Shellter Project, which makes a commercial AV/EDR evasion loader for penetration testing, admitted that hackers exploited its Shellter Elite product in assaults after a client leaked a copy of the software.
The exploitation has been ongoing for several months, and despite security researchers detecting the activity in the wild, Shellter has not received notification. The vendor stated that this is the first recorded case of misuse since implementing its stringent license policy in February 2023.
"We discovered that a company which had recently purchased Shellter Elite licenses had leaked their copy of the software," Shellter noted in a statement. "This breach led to malicious actors exploiting the tool for harmful purposes, including the delivery of infostealer malware.”
Exploitation in the wild
Security experts (red teams and penetration testers) employ Shellter Elite, a commercial AV/EDR evasion loader, to covertly install payloads inside authentic Windows binaries while avoiding EDR tools during security engagements. In addition to dynamic runtime evasion through AMSI, ETW, anti-debug/VM checks, call stack and module unhooking avoidance, and decoy execution, the product offers static evasion through polymorphism.
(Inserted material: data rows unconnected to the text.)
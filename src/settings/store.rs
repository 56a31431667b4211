//! Preference store
//!
//! Durable storage of `Settings` under a single key, with defaulting on load
//! and change notification on save.

use super::model::{Settings, SettingsPatch, StoredSettings};
use super::storage::KeyValueStore;
use crate::events::{ListenerId, Listeners};
use log::{debug, error, info, warn};
use std::sync::{Mutex, MutexGuard};

/// Key the serialized settings record lives under
pub const SETTINGS_KEY: &str = "@bt_car_settings";

pub struct PreferenceStore<S>
where
    S: KeyValueStore,
{
    storage: S,
    current: Mutex<Settings>,
    listeners: Listeners<Settings>,
}

impl<S> PreferenceStore<S>
where
    S: KeyValueStore,
{
    /// Create a store holding the built-in defaults; call `load` to read persisted data
    pub fn new(storage: S) -> Self {
        Self {
            storage,
            current: Mutex::new(Settings::default()),
            listeners: Listeners::new(),
        }
    }

    pub fn storage(&self) -> &S {
        &self.storage
    }

    fn current(&self) -> MutexGuard<'_, Settings> {
        self.current.lock().unwrap_or_else(|e| e.into_inner())
    }

    /// Read persisted settings, merged onto the defaults.
    ///
    /// Missing or unreadable data yields the defaults. The result becomes the
    /// in-memory snapshot.
    pub fn load(&self) -> Settings {
        let loaded = match self.storage.get(SETTINGS_KEY) {
            Ok(Some(json)) => match serde_json::from_str::<StoredSettings>(&json) {
                Ok(stored) => {
                    info!("✓ Settings loaded");
                    Settings::from_stored(stored)
                }
                Err(e) => {
                    warn!("Failed to parse stored settings, using defaults: {}", e);
                    Settings::default()
                }
            },
            Ok(None) => {
                debug!("No stored settings, using defaults");
                Settings::default()
            }
            Err(e) => {
                error!("Failed to load settings: {}", e);
                Settings::default()
            }
        };

        *self.current() = loaded.clone();
        loaded
    }

    /// Merge `patch` onto the current settings, persist and notify.
    ///
    /// The snapshot only changes once the record is persisted; on failure it
    /// is left as it was and false is returned.
    pub fn save(&self, patch: SettingsPatch) -> bool {
        let saved = {
            let mut current = self.current();
            let merged = current.clone().apply(patch);

            let json = match serde_json::to_string(&merged) {
                Ok(json) => json,
                Err(e) => {
                    error!("Failed to serialize settings: {}", e);
                    return false;
                }
            };

            if let Err(e) = self.storage.set(SETTINGS_KEY, &json) {
                error!("Failed to save settings: {}", e);
                return false;
            }

            *current = merged.clone();
            merged
        };

        debug!("Settings saved: {:?}", saved);
        self.listeners.emit(&saved);
        true
    }

    /// Restore and persist the defaults; returns the resulting snapshot
    pub fn reset(&self) -> Settings {
        info!("Resetting settings to defaults");
        self.save(Settings::default().into());
        self.get()
    }

    /// Current snapshot, no I/O
    pub fn get(&self) -> Settings {
        self.current().clone()
    }

    /// Subscribe to settings changes
    pub fn add_listener<F>(&self, callback: F) -> ListenerId
    where
        F: Fn(&Settings) + Send + Sync + 'static,
    {
        self.listeners.add(callback)
    }

    pub fn remove_listener(&self, id: ListenerId) -> bool {
        self.listeners.remove(id)
    }
}

#[cfg(test)]
mod tests {
    use super::*;
    use crate::settings::model::{ControlMode, Direction};
    use crate::settings::storage::MemoryStore;
    use std::sync::Arc;

    #[test]
    fn test_load_without_data_gives_defaults() {
        let store = PreferenceStore::new(MemoryStore::new());
        assert_eq!(store.load(), Settings::default());
    }

    #[test]
    fn test_load_corrupt_data_gives_defaults() {
        let storage = MemoryStore::new();
        storage.insert_raw(SETTINGS_KEY, "{not json");
        let store = PreferenceStore::new(storage);

        assert_eq!(store.load(), Settings::default());
    }

    #[test]
    fn test_load_wrong_types_gives_defaults() {
        let storage = MemoryStore::new();
        storage.insert_raw(SETTINGS_KEY, r#"{"vibrationEnabled":"yes"}"#);
        let store = PreferenceStore::new(storage);

        assert_eq!(store.load(), Settings::default());
    }

    #[test]
    fn test_failed_save_keeps_snapshot() {
        let storage = MemoryStore::new();
        let store = PreferenceStore::new(storage.clone());
        let notified = Arc::new(Mutex::new(0));
        let counter = Arc::clone(&notified);
        store.add_listener(move |_| *counter.lock().unwrap() += 1);

        storage.set_fail_writes(true);
        assert!(!store.save(SettingsPatch::default().mode(ControlMode::Switch)));

        assert_eq!(store.get().control_mode, ControlMode::Continuous);
        assert_eq!(*notified.lock().unwrap(), 0);
        assert_eq!(storage.raw(SETTINGS_KEY), None);
    }

    #[test]
    fn test_reset_restores_defaults() {
        let store = PreferenceStore::new(MemoryStore::new());
        let mapping = Settings::default().button_mapping.with(Direction::Stop, "X");
        assert!(store.save(SettingsPatch::default().vibration(false).mapping(mapping)));

        assert_eq!(store.reset(), Settings::default());
        assert_eq!(store.load(), Settings::default());
    }
}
Elastic Security Labs reported on July 3rd that numerous hacking outfits, including Rhadamanthys, Lumma, and Arechclient2, had been utilising Shellter Elite v11.0 to launch infostealers. Elastic researchers discovered that the activity began in at least April, with the distribution mechanism relying on YouTube comments and phishing emails. Based on the unique licensing timestamps, the researchers speculated that the threat actors were utilising a single leaked copy, which Shellter later validated.
Elastic has designed detections for v11.0-based samples, thus payloads created using that version of Shellter Elite are now detectable. Shellter launched Elite version 11.1, which will only be available to authorised clients, excluding the one who leaked the prior version. Elastic Security Labs' lack of contact was deemed "reckless and unprofessional" by the vendor, who criticised Elastic for failing to notify them of their findings earlier.
"They were aware of the issue for several months but failed to notify us. Instead of collaborating to mitigate the threat, they opted to withhold the information in order to publish a surprise exposé—prioritizing publicity over public safety," Shellter noted.
However, Elastic gave Shellter the necessary samples to identify the problematic client. The firm apologised to its "loyal customers" and underlined that it does not interact with cybercriminals, stating a willingness to work with law authorities when necessary.